Last data update: 2014.03.03

R: Function to do k-means cluster analysis
kmeansMR Documentation

Function to do k-means cluster analysis

Description

This is a function to do k-means clustering analysis for objects of classes maiges, maigesRaw and maigesANOVA. Use the function kmeansMde for objects of class maigesDEcluster.

Usage

kmeansM(data, group=c("C", "R")[1], distance="correlation",
        method="complete", sampleT=NULL, doHier=FALSE, sLabelID="SAMPLE",
        gLabelID="GeneName", rmGenes=NULL, rmSamples=NULL, rmBad=TRUE,
        geneGrp=NULL, path=NULL, ...)

Arguments

data

object of class maigesRaw, maiges or maigesANOVA.

group

character string giving the type of grouping: by rows 'R' or columns 'C' (default).

distance

char string giving the type of distance to use. Here we use the function Dist and the possible values are 'euclidean', 'maximum', 'manhattan', 'canberra', 'binary', 'pearson', 'correlation' (default) and 'spearman'.

method

char string specifying the linkage method for the hierarchical cluster. Possible values are 'ward', 'single', 'complete' (default), 'average', 'mcquitty', 'median' or 'centroid'

sampleT

list with 2 vectors. The first one specify the first letter of different sample types to be coloured by distinct colours, that are given in the second vector. If NULL (default) no colour is used.

doHier

logical indicating if you want to do the hierarchical branch in the opposite dimension of clustering.
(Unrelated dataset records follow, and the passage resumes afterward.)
//! Source rows and the hash that drives unchanged-row detection.

use serde_json::Value;
use sha2::{Digest, Sha256};

use crate::types::{source_key, IdValue};

/// One source record moving through the pipeline.
///
/// A row carries two field sets: the source fields as fetched (frozen
/// after construction, in the provider's declared order) and the
/// destination fields the transformer builds up. The row hash covers
/// only the source fields, so derived properties cannot defeat
/// unchanged-row detection between runs.
#[derive(Debug, Clone)]
pub struct Row {
    ids: Vec<IdValue>,
    source: Vec<(String, Value)>,
    destination: Vec<(String, Value)>,
}

impl Row {
    /// Construct a row from its identity tuple and source fields.
    pub fn new(ids: Vec<IdValue>, source: Vec<(String, Value)>) -> Self {
        Self {
            ids,
            source,
            destination: Vec::new(),
        }
    }

    /// The identity tuple, unique within one migration's source set.
    pub fn ids(&self) -> &[IdValue] {
        &self.ids
    }

    /// Stable string form of the identity tuple (the ID map key).
    pub fn source_key(&self) -> String {
        source_key(&self.ids)
    }

    /// Look up a source field by name.
    pub fn source_value(&self, field: &str) -> Option<&Value> {
        self.source
            .iter()
            .find(|(name, _)| name == field)
            .map(|(_, v)| v)
    }

    /// Source fields in declared order.
    pub fn source_fields(&self) -> &[(String, Value)] {
        &self.source
    }

    /// Set a destination field, replacing any earlier value.
    pub fn set_destination(&mut self, field: impl Into<String>, value: Value) {
        let field = field.into();
        if let Some(slot) = self.destination.iter_mut().find(|(name, _)| *name == field) {
            slot.1 = value;
        } else {
            self.destination.push((field, value));
        }
    }

    /// Look up a destination field by name.
    pub fn destination_value(&self, field: &str) -> Option<&Value> {
        self.destination
            .iter()
            .find(|(name, _)| name == field)
            .map(|(_, v)| v)
    }

    /// Destination fields in the order the transformer produced them.
    pub fn destination_fields(&self) -> &[(String, Value)] {
        &self.destination
    }

    /// SHA-256 over the canonical JSON of the source fields, hex encoded.
    ///
    /// Field order is the declared source order, which the provider
    /// contract keeps stable between runs.
    pub fn hash(&self) -> String {
        let mut hasher = Sha256::new();
        for (name, value) in &self.source {
            hasher.update(name.as_bytes());
            hasher.update([0u8]);
            // Value serialization is infallible for JSON values.
            hasher.update(value.to_string().as_bytes());
            hasher.update([0u8]);
        }
        hex::encode(hasher.finalize())
    }
}
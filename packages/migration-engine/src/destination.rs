//! Destination writer seam and the in-memory implementation.

use std::collections::HashMap;
use std::sync::Mutex;

use async_trait::async_trait;
use serde_json::Value;

use crate::error::WriteError;
use crate::row::Row;
use crate::types::DestinationId;

/// Opaque sink that turns a transformed row into a persisted record
/// and returns its destination identity.
///
/// The error split is the executor's failure-isolation contract:
/// `WriteError::Validation` is a per-row failure and the migration
/// continues; `WriteError::Fatal` aborts the migration's remaining
/// rows.
#[async_trait]
pub trait DestinationWriter: Send + Sync {
    /// Write one row to `target`. `existing` carries the destination
    /// identity from a previous import when the row is being
    /// re-imported, so writers can update instead of insert.
    async fn write(
        &self,
        target: &str,
        row: &Row,
        existing: Option<&DestinationId>,
    ) -> Result<DestinationId, WriteError>;

    /// Remove a previously written record during rollback. Best
    /// effort; unknown identities are ignored.
    async fn delete(&self, target: &str, id: &DestinationId) -> Result<(), WriteError>;
}

/// A record captured by the in-memory destination.
#[derive(Debug, Clone)]
pub struct WrittenRecord {
    pub id: DestinationId,
    pub fields: Vec<(String, Value)>,
}

/// In-memory destination used by tests and dry validation.
///
/// Failures are scriptable per source key so tests can exercise the
/// per-row isolation and fatal-abort paths.
#[derive(Debug, Default)]
pub struct InMemoryDestination {
    records: Mutex<HashMap<String, Vec<WrittenRecord>>>,
    validation_failures: Mutex<Vec<String>>,
    fatal_after: Mutex<Option<u64>>,
    writes: Mutex<u64>,
}

impl InMemoryDestination {
    pub fn new() -> Self {
        Self::default()
    }

    /// Make writes for the given source key fail validation.
    pub fn fail_validation_for(&self, source_key: impl Into<String>) {
        self.validation_failures
            .lock()
            .unwrap_or_else(|e| e.into_inner())
            .push(source_key.into());
    }

    /// Make every write after the first `n` return a fatal error, as a
    /// destination that goes away mid-migration would.
    pub fn fail_fatally_after(&self, n: u64) {
        *self.fatal_after.lock().unwrap_or_else(|e| e.into_inner()) = Some(n);
    }

    /// Records written to `target`, in write order.
    pub fn records(&self, target: &str) -> Vec<WrittenRecord> {
        self.records
            .lock()
            .unwrap_or_else(|e| e.into_inner())
            .get(target)
            .cloned()
            .unwrap_or_default()
    }

    /// Total write calls that succeeded.
    pub fn write_count(&self) -> u64 {
        *self.writes.lock().unwrap_or_else(|e| e.into_inner())
    }
}

#[async_trait]
impl DestinationWriter for InMemoryDestination {
    async fn write(
        &self,
        target: &str,
        row: &Row,
        existing: Option<&DestinationId>,
    ) -> Result<DestinationId, WriteError> {
        let key = row.source_key();
        if self
            .validation_failures
            .lock()
            .unwrap_or_else(|e| e.into_inner())
            .contains(&key)
        {
            return Err(WriteError::validation(format!(
                "row {key} rejected by destination"
            )));
        }
        {
            let writes = self.writes.lock().unwrap_or_else(|e| e.into_inner());
            let fatal_after = self.fatal_after.lock().unwrap_or_else(|e| e.into_inner());
            if let Some(limit) = *fatal_after {
                if *writes >= limit {
                    return Err(WriteError::fatal("destination unreachable"));
                }
            }
        }

        let mut records = self.records.lock().unwrap_or_else(|e| e.into_inner());
        let bucket = records.entry(target.to_string()).or_default();
        let id = match existing {
            Some(id) => {
                // Re-import: replace the earlier record in place.
                if let Some(slot) = bucket.iter_mut().find(|r| r.id == *id) {
                    slot.fields = row.destination_fields().to_vec();
                }
                id.clone()
            }
            None => {
                let id = DestinationId::generate();
                bucket.push(WrittenRecord {
                    id: id.clone(),
                    fields: row.destination_fields().to_vec(),
                });
                id
            }
        };
        *self.writes.lock().unwrap_or_else(|e| e.into_inner()) += 1;
        Ok(id)
    }

    async fn delete(&self, target: &str, id: &DestinationId) -> Result<(), WriteError> {
        let mut records = self.records.lock().unwrap_or_else(|e| e.into_inner());
        if let Some(bucket) = records.get_mut(target) {
            bucket.retain(|r| r.id != *id);
        }
        Ok(())
    }
}

#[cfg(test)]
mod tests {
    use super::*;
    use crate::types::IdValue;
    use serde_json::json;

    fn row(uid: i64, name: &str) -> Row {
        let mut row = Row::new(
            vec![IdValue::Int(uid)],
            vec![("uid".into(), json!(uid)), ("name".into(), json!(name))],
        );
        row.set_destination("username", json!(name));
        row
    }

    #[tokio::test]
    async fn write_assigns_identity_and_records_fields() {
        let dest = InMemoryDestination::new();
        let id = dest.write("users", &row(1, "alice"), None).await.unwrap();

        let records = dest.records("users");
        assert_eq!(records.len(), 1);
        assert_eq!(records[0].id, id);
        assert_eq!(records[0].fields, vec![("username".into(), json!("alice"))]);
    }

    #[tokio::test]
    async fn existing_identity_updates_in_place() {
        let dest = InMemoryDestination::new();
        let id = dest.write("users", &row(1, "alice"), None).await.unwrap();
        let id2 = dest
            .write("users", &row(1, "alicia"), Some(&id))
            .await
            .unwrap();

        assert_eq!(id, id2);
        let records = dest.records("users");
        assert_eq!(records.len(), 1);
        assert_eq!(records[0].fields[0].1, json!("alicia"));
    }

    #[tokio::test]
    async fn scripted_failures() {
        let dest = InMemoryDestination::new();
        dest.fail_validation_for("1");
        let err = dest.write("users", &row(1, "alice"), None).await.unwrap_err();
        assert!(matches!(err, WriteError::Validation { .. }));

        dest.fail_fatally_after(0);
        let err = dest.write("users", &row(2, "bob"), None).await.unwrap_err();
        assert!(matches!(err, WriteError::Fatal { .. }));
    }

    #[tokio::test]
    async fn delete_removes_record() {
        let dest = InMemoryDestination::new();
        let id = dest.write("users", &row(1, "alice"), None).await.unwrap();
        dest.delete("users", &id).await.unwrap();
        assert!(dest.records("users").is_empty());
    }
}
//! End-to-end pipeline properties, exercised with the in-memory
//! source, destination, and ID map.

use std::sync::Arc;
use std::time::Duration;

use migration_engine::{
    BatchRunCoordinator, DestinationSpec, FieldMapping, IdField, IdMap, InMemoryDestination,
    InMemoryIdMap, InMemorySourceProvider, MigrationDefinition, MigrationId, MigrationRegistry,
    MigrationStatus, RunOptions, RunState, RunTick, SourceSpec, TransformStep,
};
use serde_json::json;

fn users_definition() -> MigrationDefinition {
    MigrationDefinition {
        id: MigrationId::from("users"),
        source_tags: vec!["d6".into()],
        source: SourceSpec::new("users", vec!["uid".into(), "name".into()]),
        ids: vec![IdField::int("uid")],
        destination: DestinationSpec {
            target: "users".into(),
            mappings: vec![FieldMapping::copy("name", "username")],
        },
        dependencies: Vec::new(),
        enabled: true,
    }
}

fn nodes_definition() -> MigrationDefinition {
    MigrationDefinition {
        id: MigrationId::from("nodes"),
        source_tags: vec!["d6".into()],
        source: SourceSpec::new("nodes", vec!["nid".into(), "uid".into(), "title".into()]),
        ids: vec![IdField::int("nid")],
        destination: DestinationSpec {
            target: "nodes".into(),
            mappings: vec![
                FieldMapping::copy("title", "title"),
                FieldMapping::copy("uid", "author").with_step(TransformStep::Lookup {
                    migration: MigrationId::from("users"),
                    required: true,
                }),
            ],
        },
        dependencies: vec![MigrationId::from("users")],
        enabled: true,
    }
}

fn users_table(names: &[(i64, &str)]) -> Vec<Vec<(String, serde_json::Value)>> {
    names
        .iter()
        .map(|(uid, name)| vec![("uid".to_string(), json!(uid)), ("name".to_string(), json!(name))])
        .collect()
}

struct Fixture {
    source: InMemorySourceProvider,
    destination: Arc<InMemoryDestination>,
    id_map: Arc<InMemoryIdMap>,
    registry: MigrationRegistry,
}

impl Fixture {
    fn users_only(names: &[(i64, &str)]) -> Self {
        let source = InMemorySourceProvider::new().with_table("users", users_table(names));
        let mut registry = MigrationRegistry::new();
        registry.register(users_definition()).unwrap();
        Self {
            source,
            destination: Arc::new(InMemoryDestination::new()),
            id_map: Arc::new(InMemoryIdMap::new()),
            registry,
        }
    }

    fn coordinator(&self, options: RunOptions) -> BatchRunCoordinator {
        BatchRunCoordinator::new(
            Arc::new(self.source.clone()),
            self.destination.clone(),
            self.id_map.clone(),
            options,
        )
    }
}

#[tokio::test]
async fn users_end_to_end() {
    let fixture = Fixture::users_only(&[(1, "alice"), (2, "bob")]);
    let coordinator = fixture.coordinator(RunOptions::default());

    let report = coordinator
        .run_to_completion(&fixture.registry, &[MigrationId::from("users")])
        .await
        .unwrap();

    assert!(report.is_success());
    let records = fixture.destination.records("users");
    assert_eq!(records.len(), 2);
    assert_eq!(records[0].fields, vec![("username".to_string(), json!("alice"))]);
    assert_eq!(records[1].fields, vec![("username".to_string(), json!("bob"))]);

    // The ID map pairs each source id with the destination identity
    // that was actually assigned.
    let users = MigrationId::from("users");
    let alice = fixture.id_map.lookup(&users, "1").await.unwrap().unwrap();
    let bob = fixture.id_map.lookup(&users, "2").await.unwrap().unwrap();
    assert_eq!(alice.destination.unwrap(), records[0].id);
    assert_eq!(bob.destination.unwrap(), records[1].id);
}

#[tokio::test]
async fn rerun_with_added_row_writes_exactly_one_record() {
    let mut fixture = Fixture::users_only(&[(1, "alice"), (2, "bob")]);
    let coordinator = fixture.coordinator(RunOptions::default());
    coordinator
        .run_to_completion(&fixture.registry, &[MigrationId::from("users")])
        .await
        .unwrap();
    let first_ids: Vec<_> = fixture
        .destination
        .records("users")
        .iter()
        .map(|r| r.id.clone())
        .collect();

    fixture.source.insert_table(
        "users",
        users_table(&[(1, "alice"), (2, "bob"), (3, "carol")]),
    );
    let coordinator = fixture.coordinator(RunOptions::default());
    let report = coordinator
        .run_to_completion(&fixture.registry, &[MigrationId::from("users")])
        .await
        .unwrap();

    assert!(report.is_success());
    assert_eq!(report.migrations[0].imported, 1);
    assert_eq!(report.migrations[0].unchanged, 2);

    let records = fixture.destination.records("users");
    assert_eq!(records.len(), 3);
    // The first two records are untouched.
    assert_eq!(records[0].id, first_ids[0]);
    assert_eq!(records[1].id, first_ids[1]);
    assert_eq!(records[2].fields, vec![("username".to_string(), json!("carol"))]);
}

#[tokio::test]
async fn second_run_against_unchanged_source_writes_nothing() {
    let fixture = Fixture::users_only(&[(1, "alice"), (2, "bob")]);
    let coordinator = fixture.coordinator(RunOptions::default());
    coordinator
        .run_to_completion(&fixture.registry, &[MigrationId::from("users")])
        .await
        .unwrap();
    let writes = fixture.destination.write_count();

    let report = coordinator
        .run_to_completion(&fixture.registry, &[MigrationId::from("users")])
        .await
        .unwrap();

    assert!(report.is_success());
    assert_eq!(fixture.destination.write_count(), writes);
    assert_eq!(report.migrations[0].unchanged, 2);
}

#[tokio::test]
async fn interrupted_run_resumes_to_the_same_final_state() {
    let names: Vec<(i64, String)> = (1..=10).map(|i| (i, format!("user-{i}"))).collect();
    let name_refs: Vec<(i64, &str)> = names.iter().map(|(i, n)| (*i, n.as_str())).collect();
    let fixture = Fixture::users_only(&name_refs);

    // Tiny budget so the run yields at least once mid-stream.
    let bounded = fixture.coordinator(RunOptions {
        time_budget: Some(Duration::from_micros(1)),
        ..RunOptions::default()
    });
    let unbounded = fixture.coordinator(RunOptions::default());

    let mut state = bounded
        .start(&fixture.registry, &[MigrationId::from("users")])
        .unwrap();

    let mut guard = 0;
    let report = loop {
        // Round-trip the state through JSON between every window, as
        // a host batch system would.
        let tick = bounded.tick(&fixture.registry, &mut state).await.unwrap();
        match tick {
            RunTick::Finished(report) => break report,
            RunTick::Yielded => {
                let json = state.to_json().unwrap();
                state = RunState::from_json(&json).unwrap();
            }
        }
        guard += 1;
        if guard > 3 {
            // Let the unbounded coordinator finish from wherever the
            // bounded one stopped.
            let tick = unbounded.tick(&fixture.registry, &mut state).await.unwrap();
            let RunTick::Finished(report) = tick else {
                panic!("unbounded tick must finish the run");
            };
            break report;
        }
    };

    assert!(report.is_success());
    let records = fixture.destination.records("users");
    assert_eq!(records.len(), 10, "no missed rows");
    let mut usernames: Vec<String> = records
        .iter()
        .map(|r| r.fields[0].1.as_str().unwrap().to_string())
        .collect();
    usernames.sort();
    let mut expected: Vec<String> = names.iter().map(|(_, n)| n.clone()).collect();
    expected.sort();
    assert_eq!(usernames, expected, "no duplicate writes");
}

#[tokio::test]
async fn dependency_ordering_and_lookup_resolution() {
    let source = InMemorySourceProvider::new()
        .with_table("users", users_table(&[(1, "alice")]))
        .with_table(
            "nodes",
            vec![vec![
                ("nid".to_string(), json!(10)),
                ("uid".to_string(), json!(1)),
                ("title".to_string(), json!("hello")),
            ]],
        );
    let destination = Arc::new(InMemoryDestination::new());
    let id_map = Arc::new(InMemoryIdMap::new());
    let mut registry = MigrationRegistry::new();
    // Registered dependent-first; ordering must still run users first.
    registry.register(nodes_definition()).unwrap();
    registry.register(users_definition()).unwrap();

    let coordinator = BatchRunCoordinator::new(
        Arc::new(source),
        destination.clone(),
        id_map.clone(),
        RunOptions::default(),
    );
    let report = coordinator
        .run_to_completion(&registry, &[MigrationId::from("nodes")])
        .await
        .unwrap();

    assert!(report.is_success());
    assert_eq!(report.migrations[0].id.as_str(), "users");
    assert_eq!(report.migrations[1].id.as_str(), "nodes");

    let user_id = destination.records("users")[0].id.clone();
    let node = &destination.records("nodes")[0];
    assert_eq!(
        node.fields,
        vec![
            ("title".to_string(), json!("hello")),
            ("author".to_string(), json!(user_id.as_str())),
        ]
    );
}

#[tokio::test]
async fn per_row_isolation_with_one_malformed_row() {
    let fixture = Fixture::users_only(&[(1, "alice"), (2, "bad"), (3, "carol")]);
    fixture.destination.fail_validation_for("2");
    let coordinator = fixture.coordinator(RunOptions::default());

    let report = coordinator
        .run_to_completion(&fixture.registry, &[MigrationId::from("users")])
        .await
        .unwrap();

    // A validation error is per-row, not systemic: the migration
    // completes with exactly one counted failure.
    assert_eq!(report.migrations[0].status, MigrationStatus::Completed);
    assert_eq!(report.migrations[0].failed_rows, 1);
    assert_eq!(fixture.destination.records("users").len(), 2);
    assert!(report.messages.iter().any(|m| m.contains("row 2")));
}

#[tokio::test]
async fn cycle_aborts_before_reading_any_source_row() {
    let mut a = users_definition();
    a.id = MigrationId::from("a");
    a.dependencies = vec![MigrationId::from("b")];
    let mut b = users_definition();
    b.id = MigrationId::from("b");
    b.dependencies = vec![MigrationId::from("a")];

    let mut registry = MigrationRegistry::new();
    registry.register(a).unwrap();
    registry.register(b).unwrap();

    let destination = Arc::new(InMemoryDestination::new());
    let coordinator = BatchRunCoordinator::new(
        Arc::new(InMemorySourceProvider::new().with_table("users", users_table(&[(1, "x")]))),
        destination.clone(),
        Arc::new(InMemoryIdMap::new()),
        RunOptions::default(),
    );

    let err = coordinator
        .run_to_completion(&registry, &[MigrationId::from("a")])
        .await
        .unwrap_err();
    assert!(err.to_string().contains("cycle"));
    assert_eq!(destination.write_count(), 0);
}

#[tokio::test]
async fn failed_prerequisite_marks_dependent_skipped() {
    let source = InMemorySourceProvider::new()
        .with_table("users", users_table(&[(1, "alice")]))
        .with_table(
            "nodes",
            vec![vec![
                ("nid".to_string(), json!(10)),
                ("uid".to_string(), json!(1)),
                ("title".to_string(), json!("hello")),
            ]],
        );
    let destination = Arc::new(InMemoryDestination::new());
    destination.fail_fatally_after(0);

    let mut registry = MigrationRegistry::new();
    registry.register(users_definition()).unwrap();
    registry.register(nodes_definition()).unwrap();

    let coordinator = BatchRunCoordinator::new(
        Arc::new(source),
        destination.clone(),
        Arc::new(InMemoryIdMap::new()),
        RunOptions::default(),
    );
    let report = coordinator
        .run_to_completion(&registry, &[MigrationId::from("nodes")])
        .await
        .unwrap();

    assert_eq!(report.migrations[0].status, MigrationStatus::Failed);
    assert_eq!(report.migrations[1].status, MigrationStatus::Skipped);
    assert_eq!(report.failures, 1);
}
Defaults to FALSE.

sLabelID

character string specifying the sample label ID to be used to label the samples.

gLabelID

character string specifying the gene label ID to be used to label the genes.

rmGenes

char list specifying genes to be removed.

rmSamples

char list specifying samples to be removed.

rmBad

logical indicating to remove or not bad spots (slot BadSpots in objects of class maiges, maigesRaw or maigesANOVA).

geneGrp

numerical or character specifying the gene group to be clustered. This is given by the columns of the slot GeneGrps in objects of classes maiges, maigesRaw and maigesANOVA.

path

numerical or character specifying the gene network to be clustered. This is given by the items of the slot Paths in objects of classes maiges, maigesRaw and maigesANOVA.

...

additional parameters for Kmeans function.

Details

This function implements the k-means clustering method for objects of microarray data defined in this package. The method uses the function Kmeans from package amap.

Value

This function display the heatmaps and return invisibly a list resulted from the function Kmeans.

Author(s)

Gustavo H. Esteves <gesteves@vision.ime.usp.br>

See Also

Kmeans from package amap. somM and hierM for displaying SOM and hierarchical clusters, respectively.

Examples

## Loading the dataset
data(gastro)

## Doing a K-means cluster with 2 groups using all genes, for maigesRaw class
kmeansM(gastro.raw, rmGenes=c("BLANK","DAP","LYS","PHE", "Q_GENE","THR","TRP"),
        sLabelID="Sample", gLabelID="Name", centers=2)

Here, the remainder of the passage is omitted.